Cannabis strains with limonene and pinene terpene profiles pair well with these lemon bars. I made a Rosemary Meyer Lemon Bar version of this recipe for Lēvo. If you’ve been eyeballing one, use my code fruitnflower for 10% off.
DOSING:
Makes 18 bars at ~5mg THC each.
You’ll need to make a batch of cannabutter* with 90mg THC in the entire batch. Approximately 0.7 grams of 20% THC cannabis flower. If your flower is different % THC, double-check your cannamath.
INGREDIENTS:
For Shortbread:
½ cup (113g) cannabutter*, at room temperature
¼ cup (30g) powdered sugar
1 cup (120g) all-purpose flour
⅛ teaspoon salt
For Lemon Custard:
2 large eggs, plus 1 large egg yolk, at room temperature
1 cup (200g) cane sugar
2 teaspoons lemon zest
⅓ cup fresh-squeezed lemon juice
½ teaspoon vanilla extract
¼ teaspoon baking powder
2 tablespoons (17g) all-purpose flour
For Decorating:
1 tablespoon powdered sugar
Cannabis leaves
DIRECTIONS:
1. Preheat the oven to 350 degrees F and line a square 8x8-inch baking pan with parchment paper. In the bowl of a stand mixer using the paddle attachment, cream together cannabutter and powdered sugar until light and fluffy, 1-2 minutes. Add flour and salt until combined. The mixture will come together from a grainy sandy texture to a cohesive cookie dough as it beats together.
2. Press the dough evenly onto the bottom of the prepared baking pan. Put into the oven and bake for 20 minutes, until the edges are slightly golden. Start making the lemon custard mixture while the shortbread is baking.
3. Make lemon custard: In the bowl of the stand mixer, beat together eggs, egg yolks, and sugar on medium speed for 2-3 minutes until the mixture is light and frothy. Mix in lemon juice, lemon zest, and vanilla low speed, increasing speed slowly until well-combined. Mix in flour and baking powder until incorporated.

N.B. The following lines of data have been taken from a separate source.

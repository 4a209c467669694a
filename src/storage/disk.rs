//! Directory-backed storage.
//!
//! Serves as the local tier on an SSD or, pointed at a shared mount, as the
//! remote tier several nodes read from and write to.
//!
//! Layout: `<root>/<shard>/<segment>/.../<segment>.kvchunk`. A key is encoded
//! as `hex(format)_hex(prefix_hash)` and cut into segments of at most
//! [`SEGMENT_LEN`] characters; all but the last become directories. `shard` is
//! the first two hex digits of the encoded prefix. Keys of any length thus map
//! to safe, reversible paths whose components stay under file-name limits.

use std::io::ErrorKind;
use std::path::{Path, PathBuf};
use std::sync::atomic::{AtomicU64, Ordering};

use async_trait::async_trait;
use bytes::Bytes;
use tokio::fs;
use tracing::debug;

use crate::cache::key::CacheKey;
use crate::storage::{BackendError, RemoteBackend, StorageBackend};

const CHUNK_EXT: &str = "kvchunk";

/// Longest path component an encoded key is cut into.
pub const SEGMENT_LEN: usize = 200;

/// Separates the encoded format from the encoded prefix; never a hex digit.
const KEY_SEPARATOR: char = '_';

/// Suffix source for in-flight temp files.
static NEXT_TMP_ID: AtomicU64 = AtomicU64::new(0);

#[derive(Debug, Default)]
pub struct DiskStats {
    pub total_writes: AtomicU64,
    pub total_reads: AtomicU64,
    pub total_bytes_written: AtomicU64,
    pub total_bytes_read: AtomicU64,
}

/// Directory store for KV-cache chunks.
#[derive(Debug)]
pub struct DiskBackend {
    root: PathBuf,
    name: String,
    stats: DiskStats,
}

impl DiskBackend {
    /// Open (creating if needed) a store rooted at `root`.
    pub async fn new(root: impl Into<PathBuf>) -> Result<Self, BackendError> {
        let root = root.into();
        let name = format!("disk:{}", root.display());
        fs::create_dir_all(&root)
            .await
            .map_err(|e| BackendError::unavailable(name.clone(), e))?;

        Ok(Self {
            root,
            name,
            stats: DiskStats::default(),
        })
    }

    pub fn root(&self) -> &Path {
        &self.root
    }

    pub fn stats(&self) -> &DiskStats {
        &self.stats
    }

    fn unavailable(&self, err: std::io::Error) -> BackendError {
        BackendError::unavailable(self.name.clone(), err)
    }

    /// Generate the file path for a key.
    fn chunk_path(&self, key: &CacheKey) -> PathBuf {
        let prefix = hex::encode(&key.prefix_hash);
        let shard = prefix.get(..2).unwrap_or("00");
        let encoded = format!("{}{KEY_SEPARATOR}{prefix}", hex::encode(&key.format));

        let mut path = self.root.join(shard);
        let mut rest = encoded.as_str();
        // Encoded keys are ASCII, so byte offsets are char boundaries.
        while rest.len() > SEGMENT_LEN {
            let (segment, tail) = rest.split_at(SEGMENT_LEN);
            path.push(segment);
            rest = tail;
        }
        path.push(format!("{rest}.{CHUNK_EXT}"));
        path
    }

    /// Recover a key from its joined directory segments and chunk file name.
    fn key_from_path(segments: &str, file_name: &str) -> Option<CacheKey> {
        let last = file_name.strip_suffix(&format!(".{CHUNK_EXT}"))?;
        let encoded = format!("{segments}{last}");
        let (format, prefix) = encoded.split_once(KEY_SEPARATOR)?;
        Some(CacheKey::new(decode_component(prefix)?, decode_component(format)?))
    }

    async fn read_dir_names(&self, dir: &Path) -> Result<Vec<(String, PathBuf, bool)>, BackendError> {
        let mut out = Vec::new();
        let mut entries = fs::read_dir(dir).await.map_err(|e| self.unavailable(e))?;
        while let Some(entry) = entries.next_entry().await.map_err(|e| self.unavailable(e))? {
            let is_dir = entry
                .file_type()
                .await
                .map_err(|e| self.unavailable(e))?
                .is_dir();
            if let Some(name) = entry.file_name().to_str() {
                out.push((name.to_string(), entry.path(), is_dir));
            }
        }
        Ok(out)
    }
}

#[async_trait]
impl StorageBackend for DiskBackend {
    async fn put(&self, key: &CacheKey, value: Bytes) -> Result<(), BackendError> {
        let path = self.chunk_path(key);

        // Ensure parent directory exists.
        if let Some(parent) = path.parent() {
            fs::create_dir_all(parent).await.map_err(|e| self.unavailable(e))?;
        }

        // Write next to the target and rename so readers never see a torn chunk.
        let tmp = path.with_extension(format!(
            "tmp.{}.{}",
            std::process::id(),
            NEXT_TMP_ID.fetch_add(1, Ordering::Relaxed)
        ));
        fs::write(&tmp, &value).await.map_err(|e| self.unavailable(e))?;
        if let Err(e) = fs::rename(&tmp, &path).await {
            let _ = fs::remove_file(&tmp).await;
            return Err(self.unavailable(e));
        }

        debug!(
            key = %key,
            path = %path.display(),
            size = value.len(),
            "Wrote chunk to disk"
        );

        self.stats.total_writes.fetch_add(1, Ordering::Relaxed);
        self.stats
            .total_bytes_written
            .fetch_add(value.len() as u64, Ordering::Relaxed);

        Ok(())
    }

    async fn contains(&self, key: &CacheKey) -> Result<bool, BackendError> {
        fs::try_exists(self.chunk_path(key))
            .await
            .map_err(|e| self.unavailable(e))
    }

    async fn get(&self, key: &CacheKey) -> Result<Option<Bytes>, BackendError> {
        let path = self.chunk_path(key);
        let data = match fs::read(&path).await {
            Ok(data) => data,
            Err(e) if e.kind() == ErrorKind::NotFound => return Ok(None),
            Err(e) => return Err(self.unavailable(e)),
        };

        debug!(
            key = %key,
            path = %path.display(),
            size = data.len(),
            "Read chunk from disk"
        );

        self.stats.total_reads.fetch_add(1, Ordering::Relaxed);
        self.stats
            .total_bytes_read
            .fetch_add(data.len() as u64, Ordering::Relaxed);

        Ok(Some(Bytes::from(data)))
    }
}

#[async_trait]
impl RemoteBackend for DiskBackend {
    async fn list(&self) -> Result<Vec<CacheKey>, BackendError> {
        let mut keys = Vec::new();

        // Shard directories carry no key material; segments below them do.
        let mut pending: Vec<(PathBuf, String)> = self
            .read_dir_names(&self.root)
            .await?
            .into_iter()
            .filter(|(_, _, is_dir)| *is_dir)
            .map(|(_, path, _)| (path, String::new()))
            .collect();

        while let Some((dir, segments)) = pending.pop() {
            for (name, path, is_dir) in self.read_dir_names(&dir).await? {
                if is_dir {
                    pending.push((path, format!("{segments}{name}")));
                    continue;
                }
                match Self::key_from_path(&segments, &name) {
                    Some(key) => keys.push(key),
                    // Temp files from in-flight writes and foreign files.
                    None => debug!(file = %name, "Skipping non-chunk file"),
                }
            }
        }
        Ok(keys)
    }
}

fn decode_component(hex_str: &str) -> Option<String> {
    String::from_utf8(hex::decode(hex_str).ok()?).ok()
}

4. Remove shortbread from the oven and place on a heat proof surface. Pour the lemon custard mixture over the hot shortbread, and carefully return to the oven to bake for an additional 20 minutes until set, the top will look crackled. Take out of the oven, cool completely, and refrigerate at least 2 hours or overnight to make the lemon bars easier to slice.
5. Decorate: Place cannabis leaves on top of cooled lemon bars. Use a sifter to dust the tops with powdered sugar. Remove the cannabis leaves before serving.
Because custard is made with eggs, the quality of eggs you use will make a big flavor and color difference in your lemon bars. Eggs from chickens that are pasture-raised or free-range will have a creamier, more flavorful yolk. Best place to find egg-cellent eggs? Your local farmer’s market!
XOXO, Christina W.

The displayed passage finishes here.